だがその時、未来で緊急システムを作動させ、タイムロボを送り込む事で彼等を生き延びさせた者……それこそがリュウヤ。
その目的は、現在30世紀で発生している、時空が裂け都市が次々と呑み込まれているという緊急事態――30世紀消滅の危機、 その歴史を修正する事。
「おまえたちの任務はそれであり……生き延びさせた理由だ」
タツヤ「俺が……タイムレンジャーになる事も決まっていたのか」
リュウヤ「そうだ」
という答に衝撃を受けるタツヤ。
自分で選んだ筈の道は、しょせん“歴史”という巨大なレールの上に過ぎなかったのか?
遂に本格登場した次の話から、物語の根幹と軸を揺らしまくるリュウヤ。
しかし、そう言う彼自身が、歴史に手を加えているわけであり……この辺りは謎。
そして空に広がる紫の光、巨大化する時空パルスの異常発生。
リュウヤは、タツヤにクロノチェンジャーを返すように要求する。
「浅見グループの後を継ぐ。それが歴史が望む君の役目だ」
「シティガーディアンズはいずれ、インターシティ警察の基礎となる」
「渡せ。歴史を変えるな」
リュウヤから「浅見渡が今日明日にも死ぬ」と聞かされて一笑に付すタツヤだが、そこへタックからの通信により、父が重傷で手術中 だと母から電話があったという連絡が入る。
歴史のレールの存在を認め、クロノチェンジャーをリュウヤへと渡し、最初に4人と出会った浜辺で、4人の元を去っていくタツヤ。
そのタツヤを追いかけようとする4人だが、「30世紀がどうなってもいいのか?」というリュウヤの言葉に踏みとどまる。
ああ、リュウヤとかタツヤとか、面倒くさい!(おぃ)
タツヤからクロノチェンジャーを受け取ったリュウヤはそれを腕にはめ、いよいよ彼等の前に、現在起きている歴史の乱れ、その全て の元凶となったものが現れる。
その名は、生体戦闘ロボット・Gゾード。
2994年 時空移動実験に失敗して行方不明になった戦闘ロボ。
……だがそれは、ブイレックスの事ではなかったのか?!
一方、病院へ駆けつけた竜也は、浅見グループの重役達に、会長代理となるように、と囲まれる。そんな重役達を制する母。
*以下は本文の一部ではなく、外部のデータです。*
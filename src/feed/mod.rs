pub mod dates;
pub mod document;
pub mod fetcher;
pub mod parser;

pub use dates::{normalize_date, DateFormat, DateParseError, DATE_FORMATS};
pub use document::{FeedDocument, FeedItem};
pub use fetcher::{
    CancelToken, FeedFetcher, FetchContext, FetchError, HttpFeedFetcher, DEFAULT_FETCH_TIMEOUT,
    USER_AGENT,
};
pub use parser::{parse_document, ParseError};
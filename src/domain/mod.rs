pub mod feed;
pub mod post;
pub mod user;

pub use feed::{Feed, FeedFollow, FeedWithOwner};
pub use post::{InsertOutcome, NewPost, Post, PostWithFeed};
pub use user::User;
use std::time::Duration;

use clap::Parser;
use tracing_subscriber::EnvFilter;

use gator::cli::{format_duration, Cli, Commands};
use gator::config::{Config, Session};
use gator::domain::User;
use gator::errors::GatorResult;
use gator::feed::{FetchContext, HttpFeedFetcher};
use gator::services::{
    FeedService, FollowService, IngestService, PostService, Scheduler, UserService,
    DEFAULT_BROWSE_LIMIT,
};
use gator::storage::sqlite::{
    SqliteFeedRepository, SqliteFollowRepository, SqlitePostRepository, SqliteStorage,
    SqliteUserRepository,
};

fn main() {
    if let Err(e) = run() {
        eprintln!("Error: {}", e);
        std::process::exit(1);
    }
}

fn init_tracing() {
    let filter = EnvFilter::try_from_default_env().unwrap_or_else(|_| EnvFilter::new("gator=info"));
    tracing_subscriber::fmt()
        .with_env_filter(filter)
        .with_writer(std::io::stderr)
        .init();
}

fn run() -> GatorResult<()> {
    let cli = Cli::parse();
    init_tracing();

    // Load configuration
    let config = Config::from_env()?;

    // Initialize storage
    let storage = SqliteStorage::new(&config.db_path)?;
    let mut session = Session::load(&config.session_path)?;
    let users = UserService::new(SqliteUserRepository::new(storage.clone()));

    match cli.command {
        Commands::Register { name } => cmd_register(&name, &users, &mut session),
        Commands::Login { name } => cmd_login(&name, &users, &mut session),
        Commands::Users => cmd_users(&users, &session),
        Commands::Feeds => cmd_feeds(&storage),
        Commands::Reset => {
            session.require_user(&users)?;
            cmd_reset(&users)
        }
        Commands::Addfeed { name, url } => {
            cmd_addfeed(&session.require_user(&users)?, &name, &url, &storage)
        }
        Commands::Follow { url } => cmd_follow(&session.require_user(&users)?, &url, &storage),
        Commands::Following => cmd_following(&session.require_user(&users)?, &storage),
        Commands::Unfollow { url } => {
            cmd_unfollow(&session.require_user(&users)?, &url, &storage)
        }
        Commands::Agg { interval } => {
            session.require_user(&users)?;
            cmd_agg(interval, &storage, &config)
        }
        Commands::Browse { limit } => cmd_browse(&session.require_user(&users)?, limit, &storage),
    }
}

fn cmd_register(
    name: &str,
    users: &UserService<SqliteUserRepository>,
    session: &mut Session,
) -> GatorResult<()> {
    let user = users.register(name)?;
    session.set_user(&user.name)?;

    println!("User created: {}", user.name);
    println!("  ID: {}", user.id);
    println!("  Created: {}", user.created_at);
    Ok(())
}

fn cmd_login(
    name: &str,
    users: &UserService<SqliteUserRepository>,
    session: &mut Session,
) -> GatorResult<()> {
    let user = users.get(name)?;
    session.set_user(&user.name)?;

    println!("Logged in as {}", user.name);
    Ok(())
}

fn cmd_users(users: &UserService<SqliteUserRepository>, session: &Session) -> GatorResult<()> {
    for user in users.list()? {
        if user.name == session.current_user_name {
            println!("* {} (current)", user.name);
        } else {
            println!("* {}", user.name);
        }
    }
    Ok(())
}

fn cmd_reset(users: &UserService<SqliteUserRepository>) -> GatorResult<()> {
    let removed = users.reset()?;
    println!("Database reset ({} users removed)", removed);
    Ok(())
}

fn cmd_addfeed(user: &User, name: &str, url: &str, storage: &SqliteStorage) -> GatorResult<()> {
    let service = FeedService::new(
        SqliteFeedRepository::new(storage.clone()),
        SqliteFollowRepository::new(storage.clone()),
    );
    let (feed, follow) = service.add(user, name, url)?;

    println!("Feed added successfully!");
    println!("  Name: {}", feed.name);
    println!("  URL: {}", feed.url);
    println!("  Followed by: {}", follow.user_name);
    Ok(())
}

fn cmd_feeds(storage: &SqliteStorage) -> GatorResult<()> {
    let service = FeedService::new(
        SqliteFeedRepository::new(storage.clone()),
        SqliteFollowRepository::new(storage.clone()),
    );
    let feeds = service.list()?;

    if feeds.is_empty() {
        println!("No feeds found.");
        return Ok(());
    }

    for entry in feeds {
        println!("Name: {}", entry.feed.name);
        println!("URL: {}", entry.feed.url);
        println!("User: {}", entry.owner_name);
        println!();
    }
    Ok(())
}

fn follow_service(
    storage: &SqliteStorage,
) -> FollowService<SqliteFeedRepository, SqliteFollowRepository> {
    FollowService::new(
        SqliteFeedRepository::new(storage.clone()),
        SqliteFollowRepository::new(storage.clone()),
    )
}

fn cmd_follow(user: &User, url: &str, storage: &SqliteStorage) -> GatorResult<()> {
    let follow = follow_service(storage).follow(user, url)?;
    println!("{} now follows {}", follow.user_name, follow.feed_name);
    Ok(())
}

fn cmd_following(user: &User, storage: &SqliteStorage) -> GatorResult<()> {
    let follows = follow_service(storage).following(user)?;

    if follows.is_empty() {
        println!("{} is not following any feeds.", user.name);
        return Ok(());
    }

    for follow in follows {
        println!("* {}", follow.feed_name);
    }
    Ok(())
}

fn cmd_unfollow(user: &User, url: &str, storage: &SqliteStorage) -> GatorResult<()> {
    let feed = follow_service(storage).unfollow(user, url)?;
    println!("{} unfollowed {}", user.name, feed.name);
    Ok(())
}

fn cmd_agg(interval: Duration, storage: &SqliteStorage, config: &Config) -> GatorResult<()> {
    let scheduler = Scheduler::new(interval)?;
    let service = IngestService::new(
        SqliteFeedRepository::new(storage.clone()),
        SqlitePostRepository::new(storage.clone()),
        HttpFeedFetcher::new(),
    );
    let ctx = FetchContext::new(config.fetch_timeout);

    println!("Collecting feeds every {}", format_duration(interval));
    scheduler.run_forever(&service, &ctx);
    Ok(())
}

fn cmd_browse(user: &User, limit: Option<usize>, storage: &SqliteStorage) -> GatorResult<()> {
    let service = PostService::new(SqlitePostRepository::new(storage.clone()));
    let posts = service.browse(user, limit.unwrap_or(DEFAULT_BROWSE_LIMIT))?;

    if posts.is_empty() {
        println!("No posts yet. Run `gator agg` to collect some.");
        return Ok(());
    }

    for entry in posts {
        println!("Title: {}", entry.post.title);
        println!("Url: {}", entry.post.url);
        println!("Published: {}", entry.post.published_at.format("%Y-%m-%d %H:%M:%S UTC"));
        println!("Feed: {}", entry.feed_name);
        if !entry.post.description.is_empty() {
            println!("{}", entry.post.description);
        }
        println!();
    }
    Ok(())
}
pub mod sqlite;
pub mod traits;

pub use sqlite::{
    SqliteFeedRepository, SqliteFollowRepository, SqlitePostRepository, SqliteStorage,
    SqliteUserRepository,
};
pub use traits::{FeedRepository, FollowRepository, PostRepository, UserRepository};
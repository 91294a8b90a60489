use std::sync::mpsc::{self, Receiver, RecvTimeoutError};
use std::time::{Duration, Instant};

use crate::errors::{GatorError, GatorResult};
use crate::feed::FetchContext;
use crate::services::ingest_service::IngestCycle;

/// Fixed-rate timer that can be interrupted through a shutdown channel.
///
/// A tick that is already overdue fires at once and the schedule restarts
/// from that moment; missed ticks are dropped rather than queued.
pub struct Ticker {
    interval: Duration,
    next: Instant,
    shutdown: Receiver<()>,
}

impl Ticker {
    pub fn new(interval: Duration, shutdown: Receiver<()>) -> Self {
        Self {
            interval,
            next: Instant::now() + interval,
            shutdown,
        }
    }

    /// Block until the next tick. Returns `false` once shutdown has been
    /// requested or every shutdown sender is gone.
    pub fn wait(&mut self) -> bool {
        let remaining = self.next.saturating_duration_since(Instant::now());

        match self.shutdown.recv_timeout(remaining) {
            Err(RecvTimeoutError::Timeout) => {
                self.advance();
                true
            }
            Ok(()) | Err(RecvTimeoutError::Disconnected) => false,
        }
    }

    fn advance(&mut self) {
        let now = Instant::now();
        self.next += self.interval;
        if self.next <= now {
            self.next = now + self.interval;
        }
    }
}

pub struct Scheduler {
    interval: Duration,
}

impl Scheduler {
    pub fn new(interval: Duration) -> GatorResult<Self> {
        if interval.is_zero() {
            return Err(GatorError::InvalidInput(
                "Interval must be greater than zero".to_string(),
            ));
        }
        Ok(Self { interval })
    }

    pub fn interval(&self) -> Duration {
        self.interval
    }

    /// Run one cycle now and one per tick after that, until `shutdown`
    /// fires. Cycle failures are logged and never stop the loop. Returns
    /// the number of cycles run.
    pub fn run<C: IngestCycle>(
        &self,
        pipeline: &C,
        ctx: &FetchContext,
        shutdown: Receiver<()>,
    ) -> usize {
        let mut ticker = Ticker::new(self.interval, shutdown);
        let mut cycles = 0;

        loop {
            Self::tick(pipeline, ctx);
            cycles += 1;

            if !ticker.wait() {
                tracing::info!(cycles, "Scheduler stopped");
                return cycles;
            }
        }
    }

    /// Run until the process is terminated.
    pub fn run_forever<C: IngestCycle>(&self, pipeline: &C, ctx: &FetchContext) {
        let (_keep_alive, shutdown) = mpsc::channel();
        self.run(pipeline, ctx, shutdown);
    }

    fn tick<C: IngestCycle>(pipeline: &C, ctx: &FetchContext) {
        match pipeline.run_cycle(ctx) {
            Ok(_) => {}
            Err(GatorError::NoFeeds) => {
                tracing::info!("No feeds to fetch yet");
            }
            Err(e) => {
                tracing::warn!(error = %e, "Feed cycle failed");
            }
        }
    }
}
母は父との差別化の為かここまでの登場シーンでは、割と大人しめな感じでしたが、先週の登場シーンからは、少し貫禄を出す感じに。 この辺り、女の人は衣装と化粧で雰囲気がらっと変えられるというのが、演出的に面白いところ。
そして病院を離れた滝沢は、治安維持局の伊吹長官に接触をはかる……。
「浅見……シティガーディアンズは俺がもらってやる」
滝沢がちょっと悪い顔になった!
治安維持局の伊吹長官となにやら密談した滝沢は、出現したGゾードに対し、シティ・ガーディアンズの契約対象が無い地域にも 関わらず、独断でレックスロボを出動させる。と、どさくさ紛れに怪しげな動き。
リュウヤはGゾードのエネルギー炉こそが30世紀消滅の原因だと語る。鉄壁の装甲を誇るGゾードを倒すには、背中の廃熱口から、 内部のエネルギー炉を直接攻撃するしかない! まだ戦闘モードになっていないGゾードの背後にそっと回るシャドウベータだが、見物に 来ていたギエンが横槍。攻撃をうけ、戦闘モードへと切り替わるGゾード。
リュウヤ「ギエン、馬鹿な」
狙われるギエン、何故かそれをかばうリュウヤ。
……愛?(だからやめなさい)
ブイレックスも戦闘に参加するが、Gゾードは圧倒的な力で2体をものともしない。
戦闘中、ユウリがリュウヤについ「タツヤ!」と呼びかけ、微妙な空気になるコックピット。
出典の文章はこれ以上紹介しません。